Bensheim. Schönheit liegt bekanntlich im Auge des Betrachters. Folglich lässt sich trefflich darüber diskutieren, ob ein altes Großmütterchen mit Kopftuch und ohne Zähne, das nebenher sicherlich auch im Pfefferkuchenhaus logieren könnte ohne aufzufallen, ein angemessenes Motiv für die Fassade des Parktheaters ist.

Immerhin ist die betagte Dame aber nicht auf der Suche nach jungem Gemüse für ihren Ofen, sondern bewässert mit einem Schlauch ein zartes Pflänzlein in einem Blumentopf. Das wiederum wird von einem Jungen gehalten, der zu Füßen der Oma auf einer Bank sitzt und zum Glück nicht auf dem Schlauch steht.
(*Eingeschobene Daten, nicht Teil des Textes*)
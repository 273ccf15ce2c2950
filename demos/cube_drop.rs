use jelly_physics::helpers::{build_cube, CUBE_FLOOR};
use jelly_physics::types::Float;
use jelly_physics::TIMESTEP;

/// Drop the jello cube onto the floor plane and trace its lowest point.
pub fn main() {
    let mut system = build_cube(3);

    let final_time = 5.0;
    let dt = TIMESTEP;
    let mut t: Float = 0.0;
    let mut next_report = 0.0;
    while t < final_time {
        if t >= next_report {
            println!("t = {:.2}s  lowest mass y = {:.4}", t, lowest_y(&system));
            next_report += 0.5;
        }
        system.step(dt);
        t += dt;
    }

    println!(
        "final lowest mass y = {:.4} (floor at {})",
        lowest_y(&system),
        CUBE_FLOOR
    );
}

fn lowest_y(system: &jelly_physics::system::SpringMassSystem) -> Float {
    system
        .masses
        .iter()
        .map(|m| m.position.y)
        .fold(Float::INFINITY, Float::min)
}
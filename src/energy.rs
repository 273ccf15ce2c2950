//! Mechanical energy diagnostics for tests and demos.

use crate::system::SpringMassSystem;
use crate::types::Float;

/// Total kinetic energy, 1/2 m v².
pub fn kinetic_energy(system: &SpringMassSystem) -> Float {
    system
        .masses
        .iter()
        .map(|m| 0.5 * m.mass * m.velocity.norm_squared())
        .sum()
}

/// Elastic energy stored in the springs, 1/2 k (l - l0)².
pub fn elastic_potential_energy(system: &SpringMassSystem) -> Float {
    system
        .springs
        .iter()
        .map(|s| {
            let stretch = s.length(&system.masses) - s.rest_length;
            0.5 * s.stiffness * stretch * stretch
        })
        .sum()
}

/// Gravitational potential energy, m g h, measured from y = 0.
pub fn gravitational_potential_energy(system: &SpringMassSystem) -> Float {
    system
        .masses
        .iter()
        .map(|m| m.mass * system.gravity * m.position.y)
        .sum()
}

/// Total mechanical energy of the system.
pub fn total_energy(system: &SpringMassSystem) -> Float {
    kinetic_energy(system) + elastic_potential_energy(system) + gravitational_potential_energy(system)
}
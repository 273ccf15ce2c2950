//! Fixed-timestep simulation loop.

use na::Vector3;

use crate::system::SpringMassSystem;
use crate::types::Float;

/// Step the system from 0 to final_time with a fixed timestep. Returns the
/// mass positions after every tick, the initial state included.
pub fn simulate(
    system: &mut SpringMassSystem,
    final_time: Float,
    dt: Float,
) -> Vec<Vec<Vector3<Float>>> {
    let mut trajectory = vec![system.positions()];

    let mut t = 0.0;
    while t < final_time {
        system.step(dt);
        trajectory.push(system.positions());
        t += dt;
    }

    trajectory
}
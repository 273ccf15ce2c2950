//! Semi-implicit Euler integration with anchor and floor constraints.

use na::Vector3;

use crate::mass::Mass;
use crate::types::Float;

/// Advance every mass by one timestep:
///     v(k+1) = v(k) + dt * a
///     p(k+1) = p(k) + dt * v(k+1)
/// Fixed masses keep their velocity and position. With a floor active, a
/// mass ending the tick below it is clamped onto the plane and its vertical
/// velocity zeroed (inelastic contact; horizontal velocity is preserved).
/// Every acceleration is reset to zero for the next tick's force pass,
/// anchors included.
pub fn semi_implicit_euler(masses: &mut [Mass], floor: Option<Float>, dt: Float) {
    for mass in masses.iter_mut() {
        if !mass.fixed {
            mass.velocity += mass.acceleration * dt;
            mass.position += mass.velocity * dt;

            if let Some(floor) = floor {
                if mass.position.y < floor {
                    mass.position.y = floor;
                    mass.velocity.y = 0.0;
                }
            }
        }
        mass.acceleration = Vector3::zeros();
    }
}
use cfg_if::cfg_if;

cfg_if! {
    if #[cfg(feature = "f64")] {
        /// Scalar type used throughout the simulation.
        pub type Float = f64;
    } else {
        /// Scalar type used throughout the simulation.
        pub type Float = f32;
    }
}
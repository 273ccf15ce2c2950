use na::Vector3;

use crate::types::Float;

/// A point particle with scalar mass and a fixed/free flag.
///
/// `acceleration` is per-tick scratch: the force pass sums into it and the
/// integrator consumes it and zeroes it, so it is zero between ticks.
#[derive(Clone, Debug, PartialEq)]
pub struct Mass {
    pub mass: Float,
    pub fixed: bool,

    pub position: Vector3<Float>,
    pub velocity: Vector3<Float>,
    pub acceleration: Vector3<Float>,
}

impl Mass {
    /// A free mass at rest at the given position.
    pub fn new(mass: Float, position: Vector3<Float>) -> Self {
        assert!(mass > 0.0, "mass must be positive, got {}", mass);
        Mass {
            mass,
            fixed: false,
            position,
            velocity: Vector3::zeros(),
            acceleration: Vector3::zeros(),
        }
    }

    /// A fixed anchor. It accumulates acceleration like any other mass, but
    /// the integrator never applies it.
    pub fn anchor(mass: Float, position: Vector3<Float>) -> Self {
        let mut m = Mass::new(mass, position);
        m.fixed = true;
        m
    }
}

#[cfg(test)]
mod mass_tests {
    use na::vector;

    use super::*;

    #[test]
    fn new_mass_starts_at_rest() {
        let m = Mass::new(0.5, vector![1.0, 2.0, 3.0]);
        assert!(!m.fixed);
        assert_eq!(m.velocity, Vector3::zeros());
        assert_eq!(m.acceleration, Vector3::zeros());
    }

    #[test]
    fn anchor_is_fixed() {
        let m = Mass::anchor(1.0, vector![0.0, 3.5, 0.0]);
        assert!(m.fixed);
    }

    #[test]
    #[should_panic(expected = "mass must be positive")]
    fn zero_mass_is_rejected() {
        Mass::new(0.0, Vector3::zeros());
    }
}
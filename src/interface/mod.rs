//! Wasm bindings exposing the simulation to a renderer.
//!
//! The boundary is read-only data: flattened mass positions for a point
//! mesh, spring endpoint indices for a line mesh. Colors, matrices and GPU
//! buffers stay on the Javascript side.

use wasm_bindgen::prelude::wasm_bindgen;
use web_sys::js_sys::{Float32Array, Uint32Array};

use crate::helpers::build_preset;
use crate::system::{Preset, SpringMassSystem};
use crate::types::Float;
use crate::{toJsFloat32Array, toJsUint32Array};

pub mod util;

#[wasm_bindgen]
pub struct InterfaceSpringMass {
    pub(crate) inner: SpringMassSystem,
}

#[wasm_bindgen]
impl InterfaceSpringMass {
    /// Mass positions flattened to [x0, y0, z0, x1, y1, z1, ...].
    pub fn positions(&self) -> Float32Array {
        toJsFloat32Array!(self
            .inner
            .masses
            .iter()
            .flat_map(|m| [m.position.x, m.position.y, m.position.z]))
    }

    /// Spring endpoint indices flattened to [a0, b0, a1, b1, ...].
    pub fn springs(&self) -> Uint32Array {
        toJsUint32Array!(self.inner.springs.iter().flat_map(|s| [s.a, s.b]))
    }

    pub fn step(&mut self, dt: Float) {
        self.inner.step(dt);
    }

    /// Swap in another preset, keyed 0..=3. Panics on anything else: an
    /// out-of-range selector is a caller bug, not a runtime condition.
    pub fn loadPreset(&mut self, preset: u32) {
        self.inner.load_preset(preset_from_key(preset));
    }
}

fn preset_from_key(key: u32) -> Preset {
    match key {
        0 => Preset::SingleSpring,
        1 => Preset::Chain,
        2 => Preset::Cube,
        3 => Preset::Cloth,
        _ => panic!("unknown preset key: {}", key),
    }
}

#[wasm_bindgen]
pub fn createSpringMass(preset: u32) -> InterfaceSpringMass {
    console_error_panic_hook::set_once();

    InterfaceSpringMass {
        inner: build_preset(preset_from_key(preset)),
    }
}
use web_sys::{self};

use crate::types::Float;

// Helper function to log to the browser console
pub fn console_log(message: &str) {
    web_sys::console::log_1(&message.into());
}

pub fn assert_close(a: Float, b: Float, tol: Float) {
    assert!((a - b).abs() < tol, "{} != {}", a, b);
}

#[macro_export]
macro_rules! assert_close {
    ($left:expr, $right:expr, $tolerance:expr) => {
        let left = $left;
        let right = $right;
        let tol = $tolerance;
        let diff = (left - right).abs();
        if diff > tol {
            panic!(
                "assertion failed: {} ~= {} \
                (tolerance: {}, difference: {})",
                left, right, tol, diff
            );
        }
    };
}

#[macro_export]
macro_rules! assert_vec_close {
    ($left:expr, $right:expr, $tolerance:expr) => {
        let left = $left;
        let right = $right;
        let tol = $tolerance;
        for (a, b) in left.iter().zip(right.iter()) {
            crate::assert_close!(a, b, tol);
        }
    };
}
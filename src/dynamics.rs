//! Per-tick force accumulation.

use na::vector;

use crate::mass::Mass;
use crate::spring::Spring;
use crate::types::Float;

/// Add every spring's Hooke-law contribution to its endpoints'
/// accelerations. Contributions from several springs on one mass sum, so
/// accelerations must be zero when this pass begins; the integrator resets
/// them at the end of the previous tick.
pub fn accumulate_spring_forces(masses: &mut [Mass], springs: &[Spring]) {
    for spring in springs {
        let delta = masses[spring.b].position - masses[spring.a].position;
        let length = delta.norm();
        let unit = delta / length;

        // hooke = -k (x - x0), along the a-to-b direction
        let hooke = -spring.stiffness * (length - spring.rest_length) * unit;

        // Both halves of the action-reaction pair are scaled by b's
        // inertia. Inert for uniform-mass bodies.
        let acc_b = hooke / masses[spring.b].mass;
        masses[spring.b].acceleration += acc_b;
        masses[spring.a].acceleration -= acc_b;
    }
}

/// Add gravity and velocity-proportional damping to every mass, fixed ones
/// included; anchors accumulate acceleration that the integrator simply
/// never applies.
pub fn apply_gravity_and_damping(masses: &mut [Mass], gravity: Float, damping: Float) {
    for mass in masses.iter_mut() {
        let drag = -damping * mass.velocity / mass.mass;
        mass.acceleration += vector![0.0, -gravity, 0.0] + drag;
    }
}
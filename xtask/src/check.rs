use anyhow::Result;
use colored::Colorize;
use std::time::Instant;

use crate::step::{self, OnFailure};

pub fn run() -> Result<()> {
    println!();
    println!("{}", "🔍 Checking builds...".cyan().bold());
    println!();

    let start = Instant::now();

    step::run(
        "Checking host build (headless launcher)",
        "cargo",
        &["check", "--workspace", "--all-targets"],
        OnFailure::Abort,
    )?;

    // linux-embedded-hal only builds on Linux hosts.
    if cfg!(target_os = "linux") {
        step::run(
            "Checking hardware feature",
            "cargo",
            &["check", "-p", "pendeck", "--features", "hardware"],
            OnFailure::Abort,
        )?;
    } else {
        println!("{}", "  ⚠ Skipping hardware feature (Linux only)".yellow());
        println!();
    }

    step::run(
        "Checking platform crate (no_std)",
        "cargo",
        &["check", "-p", "platform", "--no-default-features"],
        OnFailure::Abort,
    )?;

    step::run(
        "Running clippy lints",
        "cargo",
        &["clippy", "--workspace", "--all-targets", "--", "-D", "warnings"],
        OnFailure::Warn,
    )?;

    let fmt = step::run(
        "Checking code formatting",
        "cargo",
        &["fmt", "--all", "--check"],
        OnFailure::Warn,
    )?;
    if !fmt.status.success() {
        eprintln!("     Run 'cargo fmt --all' to fix");
        eprintln!();
    }

    step::finished("All checks completed", start);
    Ok(())
}
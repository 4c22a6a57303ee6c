//! Panel drivers for the Pen-Deck
//!
//! The Waveshare 1.44" HAT carries an ST7735S controller. The driver is
//! always compiled (no hardware gate) so host tests can exercise it with
//! `embedded-hal-mock`.

use embedded_graphics::prelude::Size;
use platform::config::{PANEL_HEIGHT, PANEL_WIDTH};
use platform::{PanelDriver, PanelError, PixelBuffer};

pub mod driver;

pub use driver::{Command, St7735s, CHUNK_SIZE, FRAME_BYTES, INIT_SEQUENCE};

/// Stand-in when no panel hardware was found. Initialization always fails,
/// so the runtime starts headless.
#[derive(Debug, Default, Clone, Copy)]
pub struct NoPanel;

impl PanelDriver for NoPanel {
    fn initialize(&mut self) -> Result<(), PanelError> {
        Err(PanelError::Bus)
    }

    fn paint(&mut self, _frame: PixelBuffer) -> Result<(), PanelError> {
        Err(PanelError::NotInitialized)
    }

    fn size(&self) -> Size {
        Size::new(PANEL_WIDTH, PANEL_HEIGHT)
    }
}
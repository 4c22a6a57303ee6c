//! System information panels from `/proc`, `/sys`, `df` and `ps`.
//!
//! Values that cannot be read show as `N/A`; only the panels that depend
//! entirely on an external command fail with an error.

#![allow(
    clippy::cast_precision_loss,
    clippy::cast_possible_truncation,
    clippy::cast_sign_loss,
    clippy::arithmetic_side_effects
)]

use std::fs;
use std::path::PathBuf;
use std::sync::Arc;
use std::time::Duration;

use super::{CommandExecutor, InfoPanel, ServiceError, SystemInfoProvider};

/// Rows shown on the processes panel.
pub const TOP_PROCESSES: usize = 10;

const QUERY_TIMEOUT: Duration = Duration::from_secs(5);
const NA: &str = "N/A";

/// Human-readable byte count with one decimal, in 1024 steps.
///
/// ```
/// assert_eq!(pendeck::services::format_bytes(1536), "1.5KB");
/// ```
pub fn format_bytes(bytes: u64) -> String {
    const UNITS: [&str; 5] = ["B", "KB", "MB", "GB", "TB"];
    let mut value = bytes as f64;
    for unit in UNITS {
        if value < 1024.0 {
            return format!("{value:.1}{unit}");
        }
        value /= 1024.0;
    }
    format!("{value:.1}PB")
}

/// Reads procfs relative to `root` (normally `/`).
pub struct ProcSystemInfo {
    root: PathBuf,
    executor: Arc<dyn CommandExecutor>,
}

impl ProcSystemInfo {
    /// Provider reading the live system.
    pub fn new(executor: Arc<dyn CommandExecutor>) -> Self {
        Self::with_root("/", executor)
    }

    /// Provider reading `proc/` and `sys/` below `root`.
    pub fn with_root(root: impl Into<PathBuf>, executor: Arc<dyn CommandExecutor>) -> Self {
        Self {
            root: root.into(),
            executor,
        }
    }

    fn read(&self, rel: &str) -> Option<String> {
        fs::read_to_string(self.root.join(rel)).ok()
    }

    fn command(&self, command: &str) -> Result<String, ServiceError> {
        let exec = self.executor.execute(command, QUERY_TIMEOUT)?;
        if exec.timed_out {
            return Err(ServiceError::Unavailable(format!("`{command}` timed out")));
        }
        Ok(exec.output)
    }

    fn hardware(&self) -> Vec<(String, String)> {
        let platform = self
            .read("proc/sys/kernel/ostype")
            .map_or_else(|| "Linux".to_string(), |s| s.trim().to_string());
        let cores = self
            .read("proc/cpuinfo")
            .map(|s| count_processors(&s))
            .filter(|n| *n > 0)
            .map_or_else(|| NA.to_string(), |n| n.to_string());
        let load = self
            .read("proc/loadavg")
            .and_then(|s| parse_loadavg(&s))
            .unwrap_or_else(|| NA.to_string());
        let mem = self.read("proc/meminfo").map(|s| parse_meminfo(&s));
        let (ram_total, ram_used) = match mem {
            Some(MemInfo {
                total_kb: Some(total),
                available_kb: Some(avail),
            }) if total > 0 => (
                format_bytes(total.saturating_mul(1024)),
                format!("{:.1}%", total.saturating_sub(avail) as f64 / total as f64 * 100.0),
            ),
            Some(MemInfo {
                total_kb: Some(total),
                ..
            }) => (format_bytes(total.saturating_mul(1024)), NA.to_string()),
            _ => (NA.to_string(), NA.to_string()),
        };
        let temp = self
            .read("sys/class/thermal/thermal_zone0/temp")
            .and_then(|s| s.trim().parse::<f64>().ok())
            .map_or_else(|| NA.to_string(), |milli| format!("{:.1}C", milli / 1000.0));
        let uptime = self
            .read("proc/uptime")
            .and_then(|s| s.split_whitespace().next().and_then(|v| v.parse::<f64>().ok()))
            .map_or_else(|| NA.to_string(), |secs| format_uptime(secs as u64));

        vec![
            ("Platform".into(), platform),
            ("Machine".into(), std::env::consts::ARCH.to_string()),
            ("CPU Cores".into(), cores),
            ("Load".into(), load),
            ("RAM Total".into(), ram_total),
            ("RAM Used".into(), ram_used),
            ("Temp".into(), temp),
            ("Uptime".into(), uptime),
        ]
    }

    fn network(&self) -> Vec<(String, String)> {
        let hostname = self
            .read("proc/sys/kernel/hostname")
            .map_or_else(|| NA.to_string(), |s| s.trim().to_string());
        let mut rows = vec![("Hostname".to_string(), hostname)];

        match self.command("ip -4 -o addr show") {
            Ok(out) => rows.extend(
                parse_interfaces(&out)
                    .into_iter()
                    .filter(|(name, _)| name != "lo"),
            ),
            Err(e) => tracing::debug!("interface query failed: {e}"),
        }

        if let Some((rx, tx)) = self.read("proc/net/dev").map(|s| parse_net_dev(&s)) {
            rows.push(("Bytes Sent".into(), format_bytes(tx)));
            rows.push(("Bytes Recv".into(), format_bytes(rx)));
        }
        rows
    }

    fn disk(&self) -> Result<Vec<(String, String)>, ServiceError> {
        let out = self.command("df -kP /")?;
        let usage = parse_df(&out)
            .ok_or_else(|| ServiceError::Unavailable("could not read disk usage".to_string()))?;
        Ok(vec![
            ("Total".into(), format_bytes(usage.total_kb.saturating_mul(1024))),
            ("Used".into(), format_bytes(usage.used_kb.saturating_mul(1024))),
            ("Free".into(), format_bytes(usage.free_kb.saturating_mul(1024))),
            ("Usage".into(), usage.percent),
        ])
    }

    fn processes(&self) -> Result<Vec<(String, String)>, ServiceError> {
        let out = self.command("ps -eo pid,comm,%cpu,%mem --sort=-%cpu")?;
        Ok(parse_ps(&out, TOP_PROCESSES))
    }
}

impl SystemInfoProvider for ProcSystemInfo {
    fn snapshot(&self, panel: InfoPanel) -> Result<Vec<(String, String)>, ServiceError> {
        match panel {
            InfoPanel::Hardware => Ok(self.hardware()),
            InfoPanel::Network => Ok(self.network()),
            InfoPanel::Disk => self.disk(),
            InfoPanel::Processes => self.processes(),
        }
    }
}

// ---------------------------------------------------------------------------
// Parsers
// ---------------------------------------------------------------------------

fn count_processors(cpuinfo: &str) -> usize {
    cpuinfo
        .lines()
        .filter(|l| l.split(':').next().is_some_and(|k| k.trim() == "processor"))
        .count()
}

fn parse_loadavg(loadavg: &str) -> Option<String> {
    let parts: Vec<&str> = loadavg.split_whitespace().take(3).collect();
    (parts.len() == 3).then(|| parts.join(" "))
}

#[derive(Debug, Default, PartialEq, Eq)]
struct MemInfo {
    total_kb: Option<u64>,
    available_kb: Option<u64>,
}

fn parse_meminfo(meminfo: &str) -> MemInfo {
    let mut info = MemInfo::default();
    for line in meminfo.lines() {
        let Some((key, rest)) = line.split_once(':') else {
            continue;
        };
        let value = rest.split_whitespace().next().and_then(|v| v.parse().ok());
        match key {
            "MemTotal" => info.total_kb = value,
            "MemAvailable" => info.available_kb = value,
            _ => {}
        }
    }
    info
}

fn format_uptime(secs: u64) -> String {
    let days = secs / 86_400;
    let hours = (secs % 86_400) / 3600;
    let minutes = (secs % 3600) / 60;
    if days > 0 {
        format!("{days}d {hours}h {minutes}m")
    } else {
        format!("{hours}h {minutes}m")
    }
}

/// `(interface, address)` per line of `ip -4 -o addr show`.
fn parse_interfaces(output: &str) -> Vec<(String, String)> {
    output
        .lines()
        .filter_map(|line| {
            let mut words = line.split_whitespace();
            let name = words.nth(1)?;
            words.find(|w| *w == "inet")?;
            let addr = words.next()?.split('/').next()?;
            Some((name.to_string(), addr.to_string()))
        })
        .collect()
}

/// Total `(rx_bytes, tx_bytes)` over every interface except `lo`.
fn parse_net_dev(dev: &str) -> (u64, u64) {
    dev.lines()
        .filter_map(|line| line.split_once(':'))
        .filter(|(name, _)| name.trim() != "lo")
        .filter_map(|(_, counters)| {
            let fields: Vec<u64> = counters
                .split_whitespace()
                .filter_map(|f| f.parse().ok())
                .collect();
            Some((*fields.first()?, *fields.get(8)?))
        })
        .fold((0u64, 0u64), |(rx, tx), (r, t)| (rx.saturating_add(r), tx.saturating_add(t)))
}

#[derive(Debug, PartialEq, Eq)]
struct DiskUsage {
    total_kb: u64,
    used_kb: u64,
    free_kb: u64,
    percent: String,
}

fn parse_df(output: &str) -> Option<DiskUsage> {
    let line = output.lines().nth(1)?;
    let fields: Vec<&str> = line.split_whitespace().collect();
    Some(DiskUsage {
        total_kb: fields.get(1)?.parse().ok()?,
        used_kb: fields.get(2)?.parse().ok()?,
        free_kb: fields.get(3)?.parse().ok()?,
        percent: (*fields.get(4)?).to_string(),
    })
}

/// `("<pid> <name>", "<cpu>%")` for the first `limit` data rows.
fn parse_ps(output: &str, limit: usize) -> Vec<(String, String)> {
    output
        .lines()
        .skip(1)
        .filter_map(|line| {
            let fields: Vec<&str> = line.split_whitespace().collect();
            let pid = fields.first()?;
            let name = fields.get(1)?;
            let cpu = fields.get(2)?;
            Some((format!("{pid} {name}"), format!("{cpu}%")))
        })
        .take(limit)
        .collect()
}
Das Bild wurde vom Fachteam im Rathaus ausgesucht

Womit der Bogen geschlagen wird zum Stadtgärtnern, neudeutsch Urban Gardening, das im nächsten Jahr auf dem Hoffart-Gelände neben dem Bensheimer Kulturhaus angeboten wird. Das Graffito ist ein Teil des Konzepts, bei der Ausschreibung setzte sich der Künstler Hombre, bürgerlich Pablo Fontagnier, mit seinem Motiv durch.

Ausgesucht wurde das Bild nach Auskunft der hauptamtlichen Stadträtin Nicole Rauber-Jung vom Fachteam im Rathaus. „Es ist eine Fläche zum Experimentieren. Damit muss man umgehen können“, meinte Rauber-Jung bei einem Ortstermin am Dienstag.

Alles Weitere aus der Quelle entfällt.